Science will suffer under President Donald Trump's immigration ban on seven mostly Muslim countries linked to terror activity, according to The New York Times.
According to the Times, foreigners fill the undergraduate and graduate ranks at many American universities, while many new Ph.D.s comes to the United States for research and teaching spots – and there might be about 17,000 students at U.S. universities from the seven now-banned countries.
"I'm concerned about it hampering our ability to recruit outstanding graduate students," Samuel Stanley Jr., the president of Stony Brook University on Long Island, told the Times.
Soumya Raychaudhuri, a Harvard Medical School professor whose Iranian postdoctoral researcher, Samira Asgari, was barred Saturday from boarding a flight to begin her job in his laboratory at Brigham and Women's Hospital in Boston, told the Times: "Immigration into the United States is tremendously important to science."
"There are other countries competing for this talent pool, and walking away from that jeopardizes our standing," he added.
The executive order also could stop many foreign researchers from making short-term trips to attend conferences and other scientific meetings overseas for fear of not being able to return, the Times reported. The country's largest general scientific organization, the American Association for the Advancement of Science, holds its annual meeting in two weeks in Boston.
Jennifer Golbeck, a professor of computer science at the University of Maryland, said her department had a number of Iranian students and researchers, telling the Times:
"Suddenly there's this possibility that faculty members, students, postdocs, and others who are outside the country for one reason or another suddenly can't come back."

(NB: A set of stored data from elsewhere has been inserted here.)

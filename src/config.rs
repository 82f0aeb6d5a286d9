/// Configuration module for managing environment variables and API keys
///
/// This module loads and validates all required configuration values from
/// environment variables (typically from a .env file).

use anyhow::{Context, Result};
use std::env;

#[derive(Debug, Clone)]
pub struct Config {
    /// OAuth2 client id for the X developer app
    pub client_id: String,

    /// OAuth1 consumer key/secret pair for media uploads and login
    pub consumer_key: String,
    pub consumer_secret: String,

    /// newsdata.io API key for fetching articles
    pub newsdata_api_key: String,

    /// OpenRouter API key for the digest model
    pub openrouter_api_key: String,

    /// PostgreSQL database URL for the user credential store
    pub database_url: String,

    /// News topic the digest is built around
    pub news_topic: String,

    /// OpenRouter model used to write the posts
    pub digest_model: String,

    /// Callback URI registered with the X developer app
    pub oauth_callback: String,

    /// Minimum hours between a user's posting batches
    pub post_interval_hours: u64,

    /// Minutes between scheduler ticks
    pub tick_interval_minutes: u64,

    /// Seconds to wait between consecutive posts in one batch
    pub inter_post_delay_secs: u64,

    /// Queue length below which a content fetch is triggered
    pub queue_low_water: usize,

    /// Maximum posts drained for one user in one tick
    pub drain_batch_size: usize,

    /// Port for the HTTP API
    pub server_port: u16,
}

impl Config {
    /// Load configuration from environment variables
    ///
    /// # Errors
    /// Returns an error if any required environment variable is missing
    pub fn from_env() -> Result<Self> {
        // Load .env file if it exists
        dotenv::dotenv().ok();

        Ok(Config {
            client_id: env::var("CLIENT_ID").context("CLIENT_ID must be set")?,

            consumer_key: env::var("CONSUMER_KEY").context("CONSUMER_KEY must be set")?,

            consumer_secret: env::var("CONSUMER_SECRET").context("CONSUMER_SECRET must be set")?,

            newsdata_api_key: env::var("NEWSDATA_API_KEY")
                .context("NEWSDATA_API_KEY must be set")?,

            openrouter_api_key: env::var("OPENROUTER_API_KEY")
                .context("OPENROUTER_API_KEY must be set")?,

            database_url: env::var("DATABASE_URL").context("DATABASE_URL must be set")?,

            news_topic: env::var("NEWS_TOPIC").unwrap_or_else(|_| "cricket".to_string()),

            digest_model: env::var("DIGEST_MODEL")
                .unwrap_or_else(|_| "google/gemma-3-27b-it:free".to_string()),

            oauth_callback: env::var("OAUTH_CALLBACK")
                .unwrap_or_else(|_| "bluebot://callback".to_string()),

            post_interval_hours: env::var("POST_INTERVAL_HOURS")
                .ok()
                .and_then(|v| v.parse().ok())
                .unwrap_or(8),

            tick_interval_minutes: env::var("TICK_INTERVAL_MINUTES")
                .ok()
                .and_then(|v| v.parse().ok())
                .unwrap_or(50),

            inter_post_delay_secs: env::var("INTER_POST_DELAY_SECS")
                .ok()
                .and_then(|v| v.parse().ok())
                .unwrap_or(5 * 60),

            queue_low_water: env::var("QUEUE_LOW_WATER")
                .ok()
                .and_then(|v| v.parse().ok())
                .unwrap_or(5),

            drain_batch_size: env::var("DRAIN_BATCH_SIZE")
                .ok()
                .and_then(|v| v.parse().ok())
                .unwrap_or(5),

            server_port: env::var("PORT")
                .ok()
                .and_then(|v| v.parse().ok())
                .unwrap_or(3000),
        })
    }

    /// Minimum milliseconds between a user's posting batches
    pub fn post_interval_ms(&self) -> i64 {
        (self.post_interval_hours * 60 * 60 * 1000) as i64
    }

    /// Validate that all required services are accessible
    pub async fn validate(&self) -> Result<()> {
        log::info!("Validating configuration...");

        // Test Postgres connection
        let pool = sqlx::postgres::PgPoolOptions::new()
            .max_connections(5)
            .connect(&self.database_url)
            .await
            .context("Failed to connect to PostgreSQL database")?;

        // Test query
        sqlx::query("SELECT 1")
            .fetch_one(&pool)
            .await
            .context("Database connection test query failed")?;

        log::info!("Configuration validated successfully");
        Ok(())
    }

    /// Configuration with placeholder keys for exercising components in tests
    #[cfg(test)]
    pub fn for_tests() -> Self {
        Config {
            client_id: "test-client-id".to_string(),
            consumer_key: "test-consumer-key".to_string(),
            consumer_secret: "test-consumer-secret".to_string(),
            newsdata_api_key: "test-news-key".to_string(),
            openrouter_api_key: "test-openrouter-key".to_string(),
            database_url: "postgres://localhost/bluebot_test".to_string(),
            news_topic: "cricket".to_string(),
            digest_model: "google/gemma-3-27b-it:free".to_string(),
            oauth_callback: "bluebot://callback".to_string(),
            post_interval_hours: 8,
            tick_interval_minutes: 50,
            inter_post_delay_secs: 0,
            queue_low_water: 5,
            drain_batch_size: 5,
            server_port: 0,
        }
    }
}

#[cfg(test)]
mod tests {
    use super::*;

    #[test]
    fn test_post_interval_ms() {
        let config = Config::for_tests();
        assert_eq!(config.post_interval_ms(), 8 * 60 * 60 * 1000);
    }

    #[test]
    fn test_post_interval_ms_custom() {
        let config = Config {
            post_interval_hours: 1,
            ..Config::for_tests()
        };
        assert_eq!(config.post_interval_ms(), 3_600_000);
    }
}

The order might also affect work at some of the country's most prestigious medical institutions.
Eleven patients from the seven affected countries, which also include Iraq, Iran, Syria, Sudan, Libya, Somalia and Yemen, were planning to travel to Johns Hopkins University for medical treatment within the next 90 days, Pamela Paulk, the president of Johns Hopkins Medicine International, told the Times.
"We are taking steps to see what the ban means for them," she told the Times. "Right now the ban is vague, and we don't know if there will be health exceptions."